TASK BRIEF
Only the lines from the line containing "Auth Service Library" to the end of the entries, both included, belong in your answer, and each must match exactly.

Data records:
■ ■ ■ ■ ■

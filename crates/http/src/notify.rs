//! User-facing notification channel
//!
//! Every failed call surfaces at most one [`Notice`] through the [`Notifier`]
//! installed on the session client. Applications render notices as toasts;
//! the default notifier only logs them.

use serde::{Deserialize, Serialize};
use std::sync::{Mutex, PoisonError};

use crate::client::error::ClientError;

/// Title shared by every error notice
pub const ERROR_TITLE: &str = "Error";
pub const SESSION_EXPIRED_TITLE: &str = "Session expired";

pub const SERVER_ERROR_MESSAGE: &str = "Server error. Please try again later.";
pub const NOT_FOUND_MESSAGE: &str = "The requested resource was not found.";
pub const FORBIDDEN_MESSAGE: &str = "You do not have permission to perform this action.";
pub const UNEXPECTED_ERROR_MESSAGE: &str = "An unexpected error occurred.";
pub const NETWORK_ERROR_MESSAGE: &str = "Network error. Please check your connection.";
pub const SESSION_EXPIRED_MESSAGE: &str = "Your session has expired. Please log in again.";

/// Visual weight of a notice
#[derive(Debug, Clone, Copy, PartialEq, Eq, Serialize, Deserialize)]
#[serde(rename_all = "lowercase")]
pub enum NoticeVariant {
    Default,
    Destructive,
}

/// A single toast
#[derive(Debug, Clone, PartialEq, Eq, Serialize, Deserialize)]
pub struct Notice {
    pub title: String,
    pub description: String,
    pub variant: NoticeVariant,
}

impl Notice {
    /// Destructive error notice with the shared title
    pub fn error(description: impl Into<String>) -> Self {
        Self {
            title: ERROR_TITLE.to_string(),
            description: description.into(),
            variant: NoticeVariant::Destructive,
        }
    }

    pub fn network_error() -> Self {
        Self::error(NETWORK_ERROR_MESSAGE)
    }

    pub fn session_expired() -> Self {
        Self {
            title: SESSION_EXPIRED_TITLE.to_string(),
            description: SESSION_EXPIRED_MESSAGE.to_string(),
            variant: NoticeVariant::Destructive,
        }
    }

    /// Notice to show for a failed call, if the failure is user-facing
    ///
    /// Local failures (configuration, store, decoding) return `None`; they are
    /// programming or environment errors, not something a toast can explain.
    pub fn for_error(error: &ClientError) -> Option<Self> {
        match error {
            ClientError::Network(_) => Some(Self::network_error()),
            ClientError::SessionExpired => Some(Self::session_expired()),
            other => other.user_message().map(Self::error),
        }
    }
}

/// Sink for user-facing notices
pub trait Notifier: Send + Sync {
    fn notify(&self, notice: Notice);
}

impl<F> Notifier for F
where
    F: Fn(Notice) + Send + Sync,
{
    fn notify(&self, notice: Notice) {
        self(notice);
    }
}

/// Notifier that writes notices to the log
#[derive(Debug, Default, Clone, Copy)]
pub struct TracingNotifier;

impl Notifier for TracingNotifier {
    fn notify(&self, notice: Notice) {
        match notice.variant {
            NoticeVariant::Destructive => {
                warn!(title = %notice.title, "{}", notice.description);
            }
            NoticeVariant::Default => {
                info!(title = %notice.title, "{}", notice.description);
            }
        }
    }
}

/// Notifier that keeps every notice in memory
#[derive(Debug, Default)]
pub struct RecordingNotifier {
    notices: Mutex<Vec<Notice>>,
}

impl RecordingNotifier {
    pub fn new() -> Self {
        Self::default()
    }

    /// Snapshot of the notices recorded so far
    pub fn notices(&self) -> Vec<Notice> {
        self.notices
            .lock()
            .unwrap_or_else(PoisonError::into_inner)
            .clone()
    }

    pub fn len(&self) -> usize {
        self.notices
            .lock()
            .unwrap_or_else(PoisonError::into_inner)
            .len()
    }

    pub fn is_empty(&self) -> bool {
        self.len() == 0
    }

    /// Drain the recorded notices
    pub fn take(&self) -> Vec<Notice> {
        std::mem::take(&mut *self.notices.lock().unwrap_or_else(PoisonError::into_inner))
    }
}

impl Notifier for RecordingNotifier {
    fn notify(&self, notice: Notice) {
        self.notices
            .lock()
            .unwrap_or_else(PoisonError::into_inner)
            .push(notice);
    }
}
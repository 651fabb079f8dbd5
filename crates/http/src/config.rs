//! Client configuration

use serde::{Deserialize, Serialize};
use std::path::Path;

use crate::client::error::ClientError;

/// API root used when nothing else is configured
pub const DEFAULT_BASE_URL: &str = "http://localhost:8000/api/v1";

/// Request-level deadline in seconds
pub const DEFAULT_TIMEOUT_SECS: u64 = 30;

/// Environment variables naming the API root, in priority order
pub const BASE_URL_ENV_VARS: [&str; 2] = ["NUMEN_API_URL", "NEXT_PUBLIC_API_URL"];

/// Session client configuration
#[derive(Debug, Clone, PartialEq, Eq, Serialize, Deserialize)]
#[serde(default)]
pub struct ClientConfig {
    /// API root, e.g. `https://api.example.com/api/v1`
    pub base_url: String,

    /// Request timeout in seconds
    pub timeout_secs: u64,

    /// Custom user agent
    pub user_agent: Option<String>,

    /// Serialize refresh exchanges across concurrent requests
    pub coalesce_refresh: bool,
}

impl Default for ClientConfig {
    fn default() -> Self {
        Self {
            base_url: DEFAULT_BASE_URL.to_string(),
            timeout_secs: DEFAULT_TIMEOUT_SECS,
            user_agent: None,
            coalesce_refresh: false,
        }
    }
}

impl ClientConfig {
    /// Load configuration from defaults, an optional file and the environment
    ///
    /// `NUMEN__*` variables override file values; `NUMEN_API_URL` or
    /// `NEXT_PUBLIC_API_URL` override the base URL last.
    ///
    /// # Errors
    ///
    /// Returns an error if the file cannot be read or a value fails to parse
    pub fn load(path: Option<&Path>) -> Result<Self, ClientError> {
        Self::load_with(path, base_url_from_env())
    }

    /// Load configuration from defaults and the environment only
    ///
    /// # Errors
    ///
    /// Returns an error if an environment value fails to parse
    pub fn from_env() -> Result<Self, ClientError> {
        Self::load(None)
    }

    fn load_with(path: Option<&Path>, base_url: Option<String>) -> Result<Self, ClientError> {
        let defaults = Self::default();

        let mut builder = config::Config::builder()
            .set_default("base_url", defaults.base_url)?
            .set_default("timeout_secs", defaults.timeout_secs)?
            .set_default("coalesce_refresh", defaults.coalesce_refresh)?;

        if let Some(path) = path {
            builder = builder.add_source(config::File::from(path));
        }

        builder = builder.add_source(
            config::Environment::with_prefix("NUMEN")
                .separator("__")
                .try_parsing(true),
        );

        if let Some(base_url) = base_url {
            builder = builder.set_override("base_url", base_url)?;
        }

        Ok(builder.build()?.try_deserialize()?)
    }
}

fn base_url_from_env() -> Option<String> {
    BASE_URL_ENV_VARS
        .iter()
        .filter_map(|name| std::env::var(name).ok())
        .map(|value| value.trim().to_string())
        .find(|value| !value.is_empty())
}
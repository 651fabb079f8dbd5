//! Numen HTTP session client
//!
//! A client for the Numen numerology API. All business logic lives on the
//! server; this crate owns the session: bearer-token injection, refresh-token
//! rotation on 401 and uniform user-facing error notification.

#[macro_use]
extern crate tracing;

pub mod client;
pub mod config;
pub mod events;
pub mod notify;
pub mod store;
pub mod types;

pub use client::attempt::{ApiRequest, Attempt};
pub use client::error::ClientError;
pub use client::{SessionClient, SessionClientBuilder};
pub use config::ClientConfig;
pub use events::{InvalidationReason, SessionEvent};
pub use notify::{Notice, NoticeVariant, Notifier, RecordingNotifier, TracingNotifier};
pub use store::{FileStore, MemoryStore, SessionStore, StoreError};
//! In-memory token store for tests and single-process development.

use super::{Lookup, TokenRecord, TokenStore};
use crate::error::Result;
use async_trait::async_trait;
use chrono::{DateTime, Utc};
use std::collections::HashMap;
use tokio::sync::RwLock;

#[derive(Default)]
pub struct MemoryTokenStore {
    records: RwLock<HashMap<String, TokenRecord>>,
    watermarks: RwLock<HashMap<String, DateTime<Utc>>>,
}

impl MemoryTokenStore {
    pub fn new() -> Self {
        Self::default()
    }
}

#[async_trait]
impl TokenStore for MemoryTokenStore {
    async fn put(&self, record: &TokenRecord) -> Result<()> {
        self.records
            .write()
            .await
            .insert(record.token_id.clone(), record.clone());
        Ok(())
    }

    async fn get(&self, token_id: &str) -> Result<Lookup> {
        let records = self.records.read().await;
        match records.get(token_id) {
            Some(record) if !record.is_expired(Utc::now()) => {
                Ok(Lookup::Found(record.clone()))
            }
            _ => Ok(Lookup::NotFound),
        }
    }

    async fn delete(&self, token_id: &str) -> Result<()> {
        self.records.write().await.remove(token_id);
        Ok(())
    }

    async fn list_by_user(&self, user_id: &str) -> Result<Vec<TokenRecord>> {
        let now = Utc::now();
        let records = self.records.read().await;
        Ok(records
            .values()
            .filter(|r| r.user_id == user_id && !r.is_expired(now))
            .cloned()
            .collect())
    }

    async fn set_revocation_watermark(&self, user_id: &str, at: DateTime<Utc>) -> Result<()> {
        self.watermarks
            .write()
            .await
            .insert(user_id.to_string(), at);
        Ok(())
    }

    async fn revocation_watermark(&self, user_id: &str) -> Result<Option<DateTime<Utc>>> {
        Ok(self.watermarks.read().await.get(user_id).copied())
    }

    async fn cleanup_expired(&self) -> Result<u64> {
        let now = Utc::now();
        let mut records = self.records.write().await;
        let before = records.len();
        records.retain(|_, r| !r.is_expired(now));
        Ok((before - records.len()) as u64)
    }
}

#[cfg(test)]
mod tests {
    use super::*;
    use chrono::Duration;

    fn record(token_id: &str, user_id: &str, ttl_secs: i64) -> TokenRecord {
        let now = Utc::now();
        TokenRecord {
            token_id: token_id.to_string(),
            user_id: user_id.to_string(),
            email: format!("{user_id}@example.com"),
            token_type: "refresh".to_string(),
            created_at: now,
            expires_at: now + Duration::seconds(ttl_secs),
        }
    }

    #[tokio::test]
    async fn get_after_put_finds_record() {
        let store = MemoryTokenStore::new();
        let rec = record("t1", "u1", 60);
        store.put(&rec).await.unwrap();

        assert_eq!(store.get("t1").await.unwrap(), Lookup::Found(rec));
    }

    #[tokio::test]
    async fn delete_is_idempotent() {
        let store = MemoryTokenStore::new();
        store.put(&record("t1", "u1", 60)).await.unwrap();

        store.delete("t1").await.unwrap();
        store.delete("t1").await.unwrap();
        store.delete("never-existed").await.unwrap();

        assert_eq!(store.get("t1").await.unwrap(), Lookup::NotFound);
    }

    #[tokio::test]
    async fn expired_records_read_as_not_found() {
        let store = MemoryTokenStore::new();
        store.put(&record("t1", "u1", -5)).await.unwrap();

        assert_eq!(store.get("t1").await.unwrap(), Lookup::NotFound);
        assert!(store.list_by_user("u1").await.unwrap().is_empty());
    }

    #[tokio::test]
    async fn list_by_user_filters_other_users() {
        let store = MemoryTokenStore::new();
        store.put(&record("t1", "u1", 60)).await.unwrap();
        store.put(&record("t2", "u1", 60)).await.unwrap();
        store.put(&record("t3", "u2", 60)).await.unwrap();

        let mut ids: Vec<String> = store
            .list_by_user("u1")
            .await
            .unwrap()
            .into_iter()
            .map(|r| r.token_id)
            .collect();
        ids.sort();
        assert_eq!(ids, vec!["t1", "t2"]);
    }

    #[tokio::test]
    async fn cleanup_sweeps_only_expired() {
        let store = MemoryTokenStore::new();
        store.put(&record("live", "u1", 60)).await.unwrap();
        store.put(&record("dead", "u1", -60)).await.unwrap();

        assert_eq!(store.cleanup_expired().await.unwrap(), 1);
        assert!(matches!(
            store.get("live").await.unwrap(),
            Lookup::Found(_)
        ));
    }

    #[tokio::test]
    async fn watermark_round_trip() {
        let store = MemoryTokenStore::new();
        assert_eq!(store.revocation_watermark("u1").await.unwrap(), None);

        let at = Utc::now();
        store.set_revocation_watermark("u1", at).await.unwrap();
        assert_eq!(store.revocation_watermark("u1").await.unwrap(), Some(at));
    }
}
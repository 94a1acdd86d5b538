// Draftpress Auth Service Library

pub mod audit;
pub mod config;
pub mod error;
pub mod handlers;
pub mod middleware;
pub mod openapi;
pub mod routes;
pub mod security;
pub mod store;

pub use error::{AuthError, Result};

use std::sync::Arc;

use audit::AuditLogger;
use config::RateLimitSettings;
use middleware::RateCounter;
use security::jwt::JwtService;
use security::roles::RoleProvider;
use security::SecurityConfigService;

/// Shared per-worker state. Everything in here is cheaply clonable.
#[derive(Clone)]
pub struct AppState {
    pub jwt: Arc<JwtService>,
    pub audit: Arc<AuditLogger>,
    pub roles: Arc<dyn RoleProvider>,
    pub rate_counter: Arc<dyn RateCounter>,
    pub rate_limit: RateLimitSettings,
    pub security_config: Arc<SecurityConfigService>,
}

■ ■ ■ ■ ■

EXERCISE ANSWER
// Draftpress Auth Service Library

pub mod audit;
pub mod config;
pub mod error;
pub mod handlers;
pub mod middleware;
pub mod openapi;
pub mod routes;
pub mod security;
pub mod store;

pub use error::{AuthError, Result};

use std::sync::Arc;

use audit::AuditLogger;
use config::RateLimitSettings;
use middleware::RateCounter;
use security::jwt::JwtService;
use security::roles::RoleProvider;
use security::SecurityConfigService;

/// Shared per-worker state. Everything in here is cheaply clonable.
#[derive(Clone)]
pub struct AppState {
    pub jwt: Arc<JwtService>,
    pub audit: Arc<AuditLogger>,
    pub roles: Arc<dyn RoleProvider>,
    pub rate_counter: Arc<dyn RateCounter>,
    pub rate_limit: RateLimitSettings,
    pub security_config: Arc<SecurityConfigService>,
}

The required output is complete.